弟者の自室は何度も入ったことがある。というのも、今日のように兄者やおついちが食卓の時間にそろうのはまれなことで、大体弟者とは退社時間が合うのに対して他の二人は多忙だったり不規則な休みで出かけていたりと、この家で一番通される部屋と言えばこの部屋だからだ。
リビングの物には負けるが、それでもこの部屋の広さにしては大きなテレビが弟者の部屋にはあって、ここで電気を消してみる映画は二人だけの貸し切り映画館のようで好きだった。

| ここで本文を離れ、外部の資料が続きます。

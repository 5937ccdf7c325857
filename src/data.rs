use std::fs;
use std::path::Path;
use std::rc::Rc;

use anyhow::{Context, Result, anyhow};
use serde::Deserialize;

pub type Ring = Vec<[f64; 2]>;

#[derive(Clone, Copy, Debug, PartialEq, Eq, Hash)]
pub enum Statistic {
    Cases,
    Deaths,
}

impl Statistic {
    pub fn label(self) -> &'static str {
        match self {
            Self::Cases => "cases",
            Self::Deaths => "deaths",
        }
    }
}

#[derive(Clone, Debug, PartialEq)]
pub struct Geometry {
    pub centroid: [f64; 2],
    pub rings: Vec<Rc<Ring>>,
}

/// A county or state: immutable once loaded, only derived state changes.
#[derive(Clone, Debug, PartialEq)]
pub struct Entity {
    pub id: String,
    pub name: String,
    pub short_code: Option<String>,
    pub cases: Vec<u64>,
    pub deaths: Vec<u64>,
    pub geometry: Option<Geometry>,
}

impl Entity {
    pub fn series(&self, stat: Statistic) -> &[u64] {
        match stat {
            Statistic::Cases => &self.cases,
            Statistic::Deaths => &self.deaths,
        }
    }

    pub fn renderable(&self) -> bool {
        self.geometry.is_some()
    }
}

#[derive(Clone, Debug)]
pub struct DataSet {
    pub counties: Vec<Entity>,
    pub states: Vec<Entity>,
    pub num_days: usize,
    total_cases: Vec<u64>,
    total_deaths: Vec<u64>,
}

impl DataSet {
    pub fn new(counties: Vec<Entity>, states: Vec<Entity>) -> Result<Self> {
        let num_days = counties
            .iter()
            .chain(states.iter())
            .map(|entity| entity.cases.len())
            .next()
            .unwrap_or(0);

        if num_days == 0 {
            return Err(anyhow!("dataset has no days"));
        }

        for entity in counties.iter().chain(states.iter()) {
            if entity.cases.len() != num_days || entity.deaths.len() != num_days {
                return Err(anyhow!(
                    "entity {} has series of inconsistent length (expected {num_days} days)",
                    entity.id
                ));
            }
        }

        let mut total_cases = vec![0u64; num_days];
        let mut total_deaths = vec![0u64; num_days];
        for county in &counties {
            for day in 0..num_days {
                total_cases[day] += county.cases[day];
                total_deaths[day] += county.deaths[day];
            }
        }

        Ok(Self {
            counties,
            states,
            num_days,
            total_cases,
            total_deaths,
        })
    }

    pub fn totals(&self, stat: Statistic) -> &[u64] {
        match stat {
            Statistic::Cases => &self.total_cases,
            Statistic::Deaths => &self.total_deaths,
        }
    }
}

#[derive(Clone, Debug, Deserialize)]
struct RawEntity {
    id: String,
    name: String,
    #[serde(default, rename = "shortCode", alias = "short_code")]
    short_code: Option<String>,
    #[serde(default)]
    cases: Vec<u64>,
    #[serde(default)]
    deaths: Vec<u64>,
    #[serde(default)]
    centroid: Option<[f64; 2]>,
    #[serde(default)]
    rings: Vec<Ring>,
}

#[derive(Clone, Debug, Deserialize)]
struct RawDataSet {
    #[serde(default)]
    counties: Vec<RawEntity>,
    #[serde(default)]
    states: Vec<RawEntity>,
}

pub fn load_dataset(path: &Path) -> Result<DataSet> {
    let raw = fs::read_to_string(path)
        .with_context(|| format!("failed to read dataset from {}", path.display()))?;

    let parsed: RawDataSet = serde_json::from_str(&raw)
        .with_context(|| format!("invalid dataset JSON in {}", path.display()))?;

    let counties = parsed.counties.into_iter().map(into_entity).collect();
    let states = parsed.states.into_iter().map(into_entity).collect();

    let dataset = DataSet::new(counties, states)?;
    log::info!(
        "loaded {} counties, {} states, {} days",
        dataset.counties.len(),
        dataset.states.len(),
        dataset.num_days
    );

    Ok(dataset)
}

fn into_entity(raw: RawEntity) -> Entity {
    // A record without a centroid carries no usable geometry, even if rings
    // are present; it stays in the dataset but never reaches the renderer.
    let geometry = raw.centroid.map(|centroid| Geometry {
        centroid,
        rings: raw.rings.into_iter().map(Rc::new).collect(),
    });

    Entity {
        id: raw.id,
        name: raw.name,
        short_code: raw.short_code,
        cases: raw.cases,
        deaths: raw.deaths,
        geometry,
    }
}
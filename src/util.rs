pub fn format_count(value: u64) -> String {
    let digits = value.to_string();
    let mut formatted = String::with_capacity(digits.len() + digits.len() / 3);

    for (index, ch) in digits.chars().enumerate() {
        let remaining = digits.len() - index;
        if index > 0 && remaining % 3 == 0 {
            formatted.push(',');
        }
        formatted.push(ch);
    }

    formatted
}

そして、本来今日は映画を一緒に見ようと約束していた日で、だからこそ私の仕事終わりの時間をメールで聞いて、食事の用意をして……と映画の時間を取ろうとしてくれていたのだが、兄者とおついちが来たことにより四人で遊ぶ時間が楽しくなってしまい、夜も更けてしまった。時計を見るとすでに深夜を過ぎている。明日は休みだといっても、この時間から映画を見ていると寝てしまう可能性が大いにあるだろう。
「携帯充電する?帰る時、充電切れたでしょ。」
「あ、そうだね。ありがとう。」
先ほど二人を牽制した剣幕はもうみじんも感じない優しい声で、弟者はベッドヘッドにあるコンセントに充電器を刺し、反対側の端子を私に見せた。弟者がいつの間にか運んでくれていたコートから携帯を取り出し、その端子を受け取ると携帯に挿入する。ほわん、と可愛い音が鳴って携帯に赤いランプが灯るとベッドヘッドの棚に置いた。